Metáforas aparte, lo cierto es que al poco tiempo, la joven aceptó la invitación que José le había dejado picando. Se casaron y las vías hasta Zapala terminaron de separarla de todo lo que ella había conocido hasta ese momento, en su Triunvirato natal, para sumergirla en lo que se venía. Eso sí, “no bastó con agotar los rieles: para llegar a la Cordillera del Viento hay que salirse de la huella una y otra vez”, siguió la historia su nieto. “Los abuelos fueron ganando altura con la ayuda de viejos amigos del pago, equilibristas entre el aplomo de la montaña y el rostro verde del precipicio”, agregó. Hasta que llegaron, cubiertos de tierra.

“Éste es el Cerro Negro”, le dijo ‘Pepe’, “y ese otro más bajo, el Caepe Malal. Esa casita en la ladera, es nuestro hogar”,

le señaló.

Maestros, jueces y médicos


De sustento agrícola y ganadero, el paraje los recibió con lo poco que podía ofrecerles. Y a partir de allí comenzaron las experiencias, una detrás de otra, que Amalia con los años terminó plasmando en un libro: “Partir y andar”.

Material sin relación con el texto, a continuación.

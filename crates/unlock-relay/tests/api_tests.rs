//! Integration tests for the relay API.

use axum::{
    body::Body,
    http::{Request, StatusCode},
};
use dhru_client::DhruClient;
use order_store::{DeviceKind, OrderRecord, OrderStore};
use serde_json::{json, Value};
use std::time::Duration;
use tower::ServiceExt;
use unlock_relay::api::{
    create_router_with_rate_limit, AppState, RateLimitState, RelayOptions,
};
use wiremock::matchers::{any, body_string_contains, method, path};
use wiremock::{Mock, MockServer, ResponseTemplate};

/// App state pointed at a URL nothing listens on; good for tests that never
/// reach the provider.
fn offline_state(relay: RelayOptions) -> AppState {
    let client = DhruClient::new(
        "http://localhost:9",
        "alice",
        "test-key",
        Duration::from_secs(1),
    )
    .unwrap();
    AppState::new(client, OrderStore::memory(), relay)
}

fn mock_state(mock_server: &MockServer, relay: RelayOptions) -> AppState {
    let client = DhruClient::new(
        mock_server.uri(),
        "alice",
        "test-key",
        Duration::from_secs(5),
    )
    .unwrap();
    AppState::new(client, OrderStore::memory(), relay)
}

async fn get(app: axum::Router, uri: &str) -> (StatusCode, Value) {
    let response = app
        .oneshot(Request::builder().uri(uri).body(Body::empty()).unwrap())
        .await
        .unwrap();
    let status = response.status();
    let body = axum::body::to_bytes(response.into_body(), usize::MAX)
        .await
        .unwrap();
    let json = if body.is_empty() {
        Value::Null
    } else {
        serde_json::from_slice(&body).unwrap()
    };
    (status, json)
}

async fn post_json(app: axum::Router, uri: &str, body: Value) -> (StatusCode, Value) {
    let response = app
        .oneshot(
            Request::builder()
                .method("POST")
                .uri(uri)
                .header("content-type", "application/json")
                .body(Body::from(serde_json::to_vec(&body).unwrap()))
                .unwrap(),
        )
        .await
        .unwrap();
    let status = response.status();
    let body = axum::body::to_bytes(response.into_body(), usize::MAX)
        .await
        .unwrap();
    let json = serde_json::from_slice(&body).unwrap();
    (status, json)
}

#[tokio::test]
async fn health_reports_discovery_and_order_state() {
    let state = offline_state(RelayOptions::default());
    let app = create_router_with_rate_limit(state, RateLimitState::permissive());

    let (status, json) = get(app, "/health").await;

    assert_eq!(status, StatusCode::OK);
    assert_eq!(json["status"], "ok");
    assert_eq!(json["endpoint_discovered"], false);
    assert_eq!(json["field_map_discovered"], false);
    assert_eq!(json["orders_recorded"], 0);
}

#[tokio::test]
async fn order_log_starts_empty() {
    let state = offline_state(RelayOptions::default());
    let app = create_router_with_rate_limit(state, RateLimitState::permissive());

    let (status, json) = get(app, "/v1/orders").await;

    assert_eq!(status, StatusCode::OK);
    assert_eq!(json["total"], 0);
    assert!(json["orders"].as_array().unwrap().is_empty());
}

#[tokio::test]
async fn service_details_rejects_short_ids() {
    let state = offline_state(RelayOptions::default());
    let app = create_router_with_rate_limit(state, RateLimitState::permissive());

    let (status, json) = get(app, "/v1/services/ab").await;

    assert_eq!(status, StatusCode::BAD_REQUEST);
    assert_eq!(json["code"], "INVALID_SERVICE_ID");
}

#[tokio::test]
async fn place_order_rejects_bad_luhn_imei() {
    let state = offline_state(RelayOptions::default());
    let app = create_router_with_rate_limit(state, RateLimitState::permissive());

    let (status, json) = post_json(
        app,
        "/v1/orders",
        json!({"service_id": "1001", "imei": "490154203237517"}),
    )
    .await;

    assert_eq!(status, StatusCode::BAD_REQUEST);
    assert_eq!(json["code"], "INVALID_DEVICE");
    assert!(json["error"].as_str().unwrap().contains("Luhn"));
}

#[tokio::test]
async fn place_order_requires_a_service_id() {
    let state = offline_state(RelayOptions::default());
    let app = create_router_with_rate_limit(state, RateLimitState::permissive());

    let (status, json) = post_json(app, "/v1/orders", json!({"imei": "490154203237518"})).await;

    assert_eq!(status, StatusCode::BAD_REQUEST);
    assert_eq!(json["code"], "INVALID_SERVICE_ID");
}

#[tokio::test]
async fn order_status_serves_the_local_log_when_disabled() {
    let state = offline_state(RelayOptions {
        order_status_enabled: false,
        ..RelayOptions::default()
    });

    state
        .store
        .add_order(OrderRecord::new(
            Some("991".into()),
            "1001".into(),
            DeviceKind::Imei,
            "490154203237518".into(),
            Some("submitted".into()),
            json!({"orderid": 991}),
        ))
        .await
        .unwrap();

    let app = create_router_with_rate_limit(state.clone(), RateLimitState::permissive());
    let (status, json) = get(app, "/v1/orders/991").await;

    assert_eq!(status, StatusCode::OK);
    assert_eq!(json["stub"], true);
    assert_eq!(json["order"]["id"], "991");

    let app = create_router_with_rate_limit(state, RateLimitState::permissive());
    let (status, json) = get(app, "/v1/orders/unknown-id").await;

    assert_eq!(status, StatusCode::NOT_FOUND);
    assert_eq!(json["code"], "ORDER_NOT_FOUND");
}

#[tokio::test]
async fn rate_limiting_returns_429() {
    let state = offline_state(RelayOptions::default());
    let rate_limit = RateLimitState::new(1);
    let app = create_router_with_rate_limit(state, rate_limit);

    let (status, _) = get(app.clone(), "/health").await;
    assert_eq!(status, StatusCode::OK);

    let (status, json) = get(app, "/health").await;
    assert_eq!(status, StatusCode::TOO_MANY_REQUESTS);
    assert_eq!(json["code"], "RATE_LIMIT_EXCEEDED");
}

#[tokio::test]
async fn unreachable_provider_maps_to_bad_gateway() {
    let state = offline_state(RelayOptions::default());
    let app = create_router_with_rate_limit(state, RateLimitState::permissive());

    let (status, json) = get(app, "/v1/balance").await;

    assert_eq!(status, StatusCode::BAD_GATEWAY);
    assert_eq!(json["code"], "PROVIDER_ERROR");
}

#[tokio::test]
async fn services_are_normalized_priced_and_cached() {
    let mock_server = MockServer::start().await;

    Mock::given(method("POST"))
        .and(path("/api/index.php"))
        .respond_with(ResponseTemplate::new(200).set_body_json(json!({
            "services": [
                {"ServiceID": 101, "servicename": "iPhone Unlock", "Credit": 10.0},
                {"service_id": "102", "name": "Samsung Unlock", "price": "call us"}
            ]
        })))
        .mount(&mock_server)
        .await;

    let state = mock_state(
        &mock_server,
        RelayOptions {
            profit_margin_percent: 15.0,
            ..RelayOptions::default()
        },
    );
    let app = create_router_with_rate_limit(state.clone(), RateLimitState::permissive());

    let (status, json) = get(app, "/v1/services").await;

    assert_eq!(status, StatusCode::OK);
    assert_eq!(json["cached"], false);
    let services = json["services"].as_array().unwrap();
    assert_eq!(services.len(), 2);
    assert_eq!(services[0]["service_id"], 101);
    assert_eq!(services[0]["name"], "iPhone Unlock");
    // 10.0 marked up by 15%
    assert_eq!(services[0]["price"], 11.5);
    // String prices pass through untouched
    assert_eq!(services[1]["price"], "call us");

    // Second request must come from the cache
    let app = create_router_with_rate_limit(state, RateLimitState::permissive());
    let (status, json) = get(app, "/v1/services").await;
    assert_eq!(status, StatusCode::OK);
    assert_eq!(json["cached"], true);
}

#[tokio::test]
async fn block_list_hides_services() {
    let mock_server = MockServer::start().await;

    Mock::given(any())
        .respond_with(ResponseTemplate::new(200).set_body_json(json!({
            "services": [
                {"serviceid": "101", "servicename": "Keep"},
                {"serviceid": "102", "servicename": "Hide"}
            ]
        })))
        .mount(&mock_server)
        .await;

    let state = mock_state(
        &mock_server,
        RelayOptions {
            block_list: vec!["102".to_string()],
            ..RelayOptions::default()
        },
    );
    let app = create_router_with_rate_limit(state, RateLimitState::permissive());

    let (_, json) = get(app, "/v1/services").await;
    let services = json["services"].as_array().unwrap();
    assert_eq!(services.len(), 1);
    assert_eq!(services[0]["service_id"], "101");
}

#[tokio::test]
async fn balance_is_extracted_and_previews_are_redacted() {
    let mock_server = MockServer::start().await;

    Mock::given(method("POST"))
        .and(path("/api/index.php"))
        .respond_with(ResponseTemplate::new(200).set_body_json(json!({
            "Balance": "42.50",
            "Currency": "USD",
            "echo_user": "alice"
        })))
        .mount(&mock_server)
        .await;

    let state = mock_state(&mock_server, RelayOptions::default());
    let app = create_router_with_rate_limit(state, RateLimitState::permissive());

    let (status, json) = get(app, "/v1/balance").await;

    assert_eq!(status, StatusCode::OK);
    assert_eq!(json["ok"], true);
    assert_eq!(json["balance"], "42.50");
    assert_eq!(json["currency"], "USD");
    // The configured username must never appear in a preview
    let preview = json["raw_preview"].as_str().unwrap();
    assert!(!preview.contains("alice"));
}

#[tokio::test]
async fn placed_orders_are_recorded_in_the_log() {
    let mock_server = MockServer::start().await;

    Mock::given(method("POST"))
        .and(path("/api/index.php"))
        .and(body_string_contains("action=placeorder"))
        .respond_with(ResponseTemplate::new(200).set_body_json(json!({
            "orderid": 991,
            "status": "processing"
        })))
        .mount(&mock_server)
        .await;
    Mock::given(method("POST"))
        .and(path("/api/index.php"))
        .respond_with(ResponseTemplate::new(200).set_body_string("{}"))
        .mount(&mock_server)
        .await;

    let state = mock_state(&mock_server, RelayOptions::default());
    let app = create_router_with_rate_limit(state.clone(), RateLimitState::permissive());

    let (status, json) = post_json(
        app,
        "/v1/orders",
        json!({"service_id": "1001", "imei": "490154203237518"}),
    )
    .await;

    assert_eq!(status, StatusCode::OK);
    assert_eq!(json["ok"], true);
    assert_eq!(json["order"]["id"], "991");
    assert_eq!(json["order"]["status"], "processing");
    assert_eq!(json["order"]["device_kind"], "imei");

    let app = create_router_with_rate_limit(state, RateLimitState::permissive());
    let (_, json) = get(app, "/v1/orders").await;
    assert_eq!(json["total"], 1);
    assert_eq!(json["orders"][0]["id"], "991");
}

#[tokio::test]
async fn provider_probe_reports_results_and_discovery() {
    let mock_server = MockServer::start().await;

    Mock::given(any())
        .respond_with(ResponseTemplate::new(200).set_body_string("{}"))
        .mount(&mock_server)
        .await;

    let state = mock_state(&mock_server, RelayOptions::default());
    let app = create_router_with_rate_limit(state, RateLimitState::permissive());

    let response = app
        .oneshot(
            Request::builder()
                .uri("/v1/provider/probe")
                .body(Body::empty())
                .unwrap(),
        )
        .await
        .unwrap();

    assert_eq!(response.status(), StatusCode::OK);
    assert_eq!(
        response.headers().get("cache-control").unwrap(),
        "no-store"
    );

    let body = axum::body::to_bytes(response.into_body(), usize::MAX)
        .await
        .unwrap();
    let json: Value = serde_json::from_slice(&body).unwrap();
    assert_eq!(json["results"].as_array().unwrap().len(), 6);
}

Siguiendo las recomendaciones de Pepe, habían comprado provisiones, ropa y el calzado adecuado para el terreno que los esperaba. Pero a medida que ella intentaba adaptarse, se fue dando cuenta de que por ser alguien ‘con estudio’, les iba a tocar desde enseñar a leer e interceder en un conflicto entre vecinos, hasta asistir heridas de urgencia, provocadas por una disputa en el boliche local. Su libro de recetas de cocina quedó obsoleto ante la falta de los ingredientes procesados de ciudad y sus brazos dóciles tuvieron que hacerse fuertes para cinchar un caballo.

Amalia a caballo, en una de las salidas por el valle. Gentileza Leonardo Venezia.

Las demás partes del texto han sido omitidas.